//! Cache-aside access to stored analyses, with ownership enforcement.
//!
//! Every read and mutation takes the caller's owner id; a record owned by
//! someone else is reported as [`StoreError::NotFound`], the same as a
//! missing one. Mutations invalidate the affected cache keys before they
//! return, so a read issued after a mutation completes never sees the old
//! value. Cache faults degrade to store reads with a warning; they never
//! fail a request.

use std::sync::Arc;
use std::time::Duration;

use pactscan_core::{AnalysisRecord, Feedback};
use tracing::{debug, warn};
use uuid::Uuid;

use crate::cache::Cache;
use crate::document::DocumentStore;
use crate::error::StoreError;

/// TTL for a single cached record.
const RECORD_TTL: Duration = Duration::from_secs(3600);
/// TTL for a cached per-owner listing. Short, since listings change often.
const LISTING_TTL: Duration = Duration::from_secs(300);

fn record_key(id: Uuid) -> String {
    format!("analysis:{id}")
}

fn listing_key(owner_id: &str) -> String {
    format!("owner-analyses:{owner_id}")
}

pub struct AnalysisStore {
    store: Arc<dyn DocumentStore>,
    cache: Arc<dyn Cache>,
}

impl AnalysisStore {
    pub fn new(store: Arc<dyn DocumentStore>, cache: Arc<dyn Cache>) -> Self {
        Self { store, cache }
    }

    /// Persist a new record, enforcing `quota` as a per-owner cap.
    ///
    /// The fresh record is cached immediately and the owner's stale listing
    /// is dropped before this returns.
    pub async fn create(
        &self,
        record: AnalysisRecord,
        quota: Option<usize>,
    ) -> Result<(), StoreError> {
        let id = record.id;
        let owner = record.owner_id.clone();
        let json = serde_json::to_string(&record)?;
        self.store.insert_checked(record, quota).await?;

        if let Err(e) = self.cache.set(&record_key(id), &json, RECORD_TTL).await {
            warn!(%id, error = %e, "failed to cache new analysis");
        }
        self.invalidate_listing(&owner).await;
        Ok(())
    }

    /// Fetch one record, checking ownership.
    pub async fn get(&self, id: Uuid, owner_id: &str) -> Result<AnalysisRecord, StoreError> {
        let key = record_key(id);
        match self.cache.get(&key).await {
            Ok(Some(json)) => match serde_json::from_str::<AnalysisRecord>(&json) {
                Ok(record) if record.owner_id == owner_id => {
                    debug!(%id, "analysis served from cache");
                    return Ok(record);
                }
                Ok(_) => return Err(StoreError::NotFound),
                Err(e) => warn!(%id, error = %e, "dropping undecodable cache entry"),
            },
            Ok(None) => {}
            Err(e) => warn!(%id, error = %e, "cache read failed, falling back to store"),
        }

        let record = self.store.get(id).await?.ok_or(StoreError::NotFound)?;
        if record.owner_id != owner_id {
            return Err(StoreError::NotFound);
        }
        if let Ok(json) = serde_json::to_string(&record)
            && let Err(e) = self.cache.set(&key, &json, RECORD_TTL).await
        {
            warn!(%id, error = %e, "failed to repopulate cache");
        }
        Ok(record)
    }

    /// One owner's records, newest first, optionally restricted to a project.
    ///
    /// The cache always holds the full unfiltered listing; the project
    /// filter is applied after the cache lookup.
    pub async fn list_by_owner(
        &self,
        owner_id: &str,
        project: Option<&str>,
    ) -> Result<Vec<AnalysisRecord>, StoreError> {
        let mut records = self.list_all(owner_id).await?;
        if let Some(project) = project {
            records.retain(|r| r.project_id.as_deref() == Some(project));
        }
        Ok(records)
    }

    async fn list_all(&self, owner_id: &str) -> Result<Vec<AnalysisRecord>, StoreError> {
        let key = listing_key(owner_id);
        match self.cache.get(&key).await {
            Ok(Some(json)) => match serde_json::from_str::<Vec<AnalysisRecord>>(&json) {
                Ok(records) => {
                    debug!(owner = %owner_id, count = records.len(), "listing served from cache");
                    return Ok(records);
                }
                Err(e) => warn!(owner = %owner_id, error = %e, "dropping undecodable listing"),
            },
            Ok(None) => {}
            Err(e) => warn!(owner = %owner_id, error = %e, "cache read failed, falling back to store"),
        }

        let records = self.store.list_by_owner(owner_id).await?;
        if let Ok(json) = serde_json::to_string(&records)
            && let Err(e) = self.cache.set(&key, &json, LISTING_TTL).await
        {
            warn!(owner = %owner_id, error = %e, "failed to cache listing");
        }
        Ok(records)
    }

    /// Fetch one record straight from the durable store, checking ownership.
    ///
    /// For callers that must not trust a cached copy, such as an ownership
    /// re-check before acting on a record.
    pub async fn get_durable(
        &self,
        id: Uuid,
        owner_id: &str,
    ) -> Result<AnalysisRecord, StoreError> {
        let record = self.store.get(id).await?.ok_or(StoreError::NotFound)?;
        if record.owner_id != owner_id {
            return Err(StoreError::NotFound);
        }
        Ok(record)
    }

    /// Count of records held by one owner, read from the durable store.
    pub async fn count_by_owner(&self, owner_id: &str) -> Result<usize, StoreError> {
        self.store.count_by_owner(owner_id).await
    }

    /// Delete one record, checking ownership. Both the record key and the
    /// owner's listing are invalidated before returning.
    pub async fn delete(&self, id: Uuid, owner_id: &str) -> Result<(), StoreError> {
        let record = self.store.get(id).await?.ok_or(StoreError::NotFound)?;
        if record.owner_id != owner_id {
            return Err(StoreError::NotFound);
        }
        self.store.delete(id).await?;
        self.invalidate_record(id).await;
        self.invalidate_listing(owner_id).await;
        Ok(())
    }

    /// Attach feedback to a record, checking ownership.
    pub async fn attach_feedback(
        &self,
        id: Uuid,
        owner_id: &str,
        feedback: Feedback,
    ) -> Result<(), StoreError> {
        let record = self.store.get(id).await?.ok_or(StoreError::NotFound)?;
        if record.owner_id != owner_id {
            return Err(StoreError::NotFound);
        }
        self.store.set_feedback(id, feedback).await?;
        self.invalidate_record(id).await;
        self.invalidate_listing(owner_id).await;
        Ok(())
    }

    async fn invalidate_record(&self, id: Uuid) {
        if let Err(e) = self.cache.delete(&record_key(id)).await {
            warn!(%id, error = %e, "failed to invalidate cached analysis");
        }
    }

    async fn invalidate_listing(&self, owner_id: &str) {
        if let Err(e) = self.cache.delete(&listing_key(owner_id)).await {
            warn!(owner = %owner_id, error = %e, "failed to invalidate cached listing");
        }
    }
}

#[cfg(test)]
mod tests {
    use super::*;
    use crate::cache::MemoryCache;
    use crate::document::MemoryStore;
    use chrono::Utc;
    use pactscan_core::{AnalysisOutcome, Tier};

    fn record(owner: &str) -> AnalysisRecord {
        AnalysisRecord {
            id: Uuid::new_v4(),
            owner_id: owner.to_string(),
            project_id: None,
            contract_text: "text".to_string(),
            contract_type: "Employment".to_string(),
            language: "en".to_string(),
            tier: Tier::Free,
            outcome: AnalysisOutcome::default(),
            expiration_date: None,
            feedback: None,
            created_at: Utc::now(),
        }
    }

    fn subject() -> (AnalysisStore, Arc<MemoryStore>, Arc<MemoryCache>) {
        let store = Arc::new(MemoryStore::new());
        let cache = Arc::new(MemoryCache::new());
        (AnalysisStore::new(store.clone(), cache.clone()), store, cache)
    }

    #[tokio::test]
    async fn create_then_get_round_trips() {
        let (analyses, _, _) = subject();
        let rec = record("alice");
        let id = rec.id;
        analyses.create(rec, None).await.unwrap();
        let fetched = analyses.get(id, "alice").await.unwrap();
        assert_eq!(fetched.id, id);
    }

    #[tokio::test]
    async fn foreign_owner_sees_not_found() {
        let (analyses, _, _) = subject();
        let rec = record("alice");
        let id = rec.id;
        analyses.create(rec, None).await.unwrap();
        // Cached copy and store copy both refuse the wrong owner.
        assert!(matches!(analyses.get(id, "mallory").await, Err(StoreError::NotFound)));
        assert!(matches!(analyses.delete(id, "mallory").await, Err(StoreError::NotFound)));
        assert!(matches!(
            analyses
                .attach_feedback(id, "mallory", Feedback { rating: 1, comments: "".into() })
                .await,
            Err(StoreError::NotFound)
        ));
        // The record survives the foreign delete attempt.
        assert!(analyses.get(id, "alice").await.is_ok());
    }

    #[tokio::test]
    async fn get_falls_back_to_store_on_cache_miss() {
        let (analyses, _, cache) = subject();
        let rec = record("alice");
        let id = rec.id;
        analyses.create(rec, None).await.unwrap();
        cache.delete(&record_key(id)).await.unwrap();
        assert!(analyses.get(id, "alice").await.is_ok());
        // The miss repopulated the cache.
        assert!(cache.get(&record_key(id)).await.unwrap().is_some());
    }

    #[tokio::test]
    async fn delete_invalidates_both_keys() {
        let (analyses, _, cache) = subject();
        let rec = record("alice");
        let id = rec.id;
        analyses.create(rec, None).await.unwrap();
        analyses.list_by_owner("alice", None).await.unwrap();
        assert!(cache.get(&listing_key("alice")).await.unwrap().is_some());

        analyses.delete(id, "alice").await.unwrap();
        assert!(cache.get(&record_key(id)).await.unwrap().is_none());
        assert!(cache.get(&listing_key("alice")).await.unwrap().is_none());
        assert!(matches!(analyses.get(id, "alice").await, Err(StoreError::NotFound)));
    }

    #[tokio::test]
    async fn listing_reflects_mutations_immediately() {
        let (analyses, _, _) = subject();
        let first = record("alice");
        analyses.create(first.clone(), None).await.unwrap();
        assert_eq!(analyses.list_by_owner("alice", None).await.unwrap().len(), 1);

        // A second create lands while the listing is cached.
        analyses.create(record("alice"), None).await.unwrap();
        assert_eq!(analyses.list_by_owner("alice", None).await.unwrap().len(), 2);

        analyses.delete(first.id, "alice").await.unwrap();
        assert_eq!(analyses.list_by_owner("alice", None).await.unwrap().len(), 1);
    }

    #[tokio::test]
    async fn project_filter_applies_after_the_cache() {
        let (analyses, _, _) = subject();
        let mut in_project = record("alice");
        in_project.project_id = Some("acme".to_string());
        analyses.create(in_project, None).await.unwrap();
        analyses.create(record("alice"), None).await.unwrap();

        // Warm the cache with the unfiltered listing.
        assert_eq!(analyses.list_by_owner("alice", None).await.unwrap().len(), 2);
        let filtered = analyses.list_by_owner("alice", Some("acme")).await.unwrap();
        assert_eq!(filtered.len(), 1);
        assert_eq!(filtered[0].project_id.as_deref(), Some("acme"));
        assert!(analyses.list_by_owner("alice", Some("other")).await.unwrap().is_empty());
    }

    #[tokio::test]
    async fn feedback_is_visible_after_attach() {
        let (analyses, _, _) = subject();
        let rec = record("alice");
        let id = rec.id;
        analyses.create(rec, None).await.unwrap();
        // Warm the record cache, then mutate.
        analyses.get(id, "alice").await.unwrap();
        analyses
            .attach_feedback(id, "alice", Feedback { rating: 4, comments: "good".into() })
            .await
            .unwrap();
        let fetched = analyses.get(id, "alice").await.unwrap();
        assert_eq!(fetched.feedback.unwrap().rating, 4);
    }

    #[tokio::test]
    async fn quota_rejection_leaves_no_cache_residue() {
        let (analyses, _, cache) = subject();
        analyses.create(record("alice"), Some(1)).await.unwrap();
        let denied = record("alice");
        let denied_id = denied.id;
        assert!(matches!(
            analyses.create(denied, Some(1)).await,
            Err(StoreError::QuotaExceeded(1))
        ));
        assert!(cache.get(&record_key(denied_id)).await.unwrap().is_none());
    }
}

- [Task]
Where the word "with" shows up in a line of the entries above, copy that line.

- [Answer for this exercise]
//! Cache-aside access to stored analyses, with ownership enforcement.
//! value. Cache faults degrade to store reads with a warning; they never
        // Warm the cache with the unfiltered listing.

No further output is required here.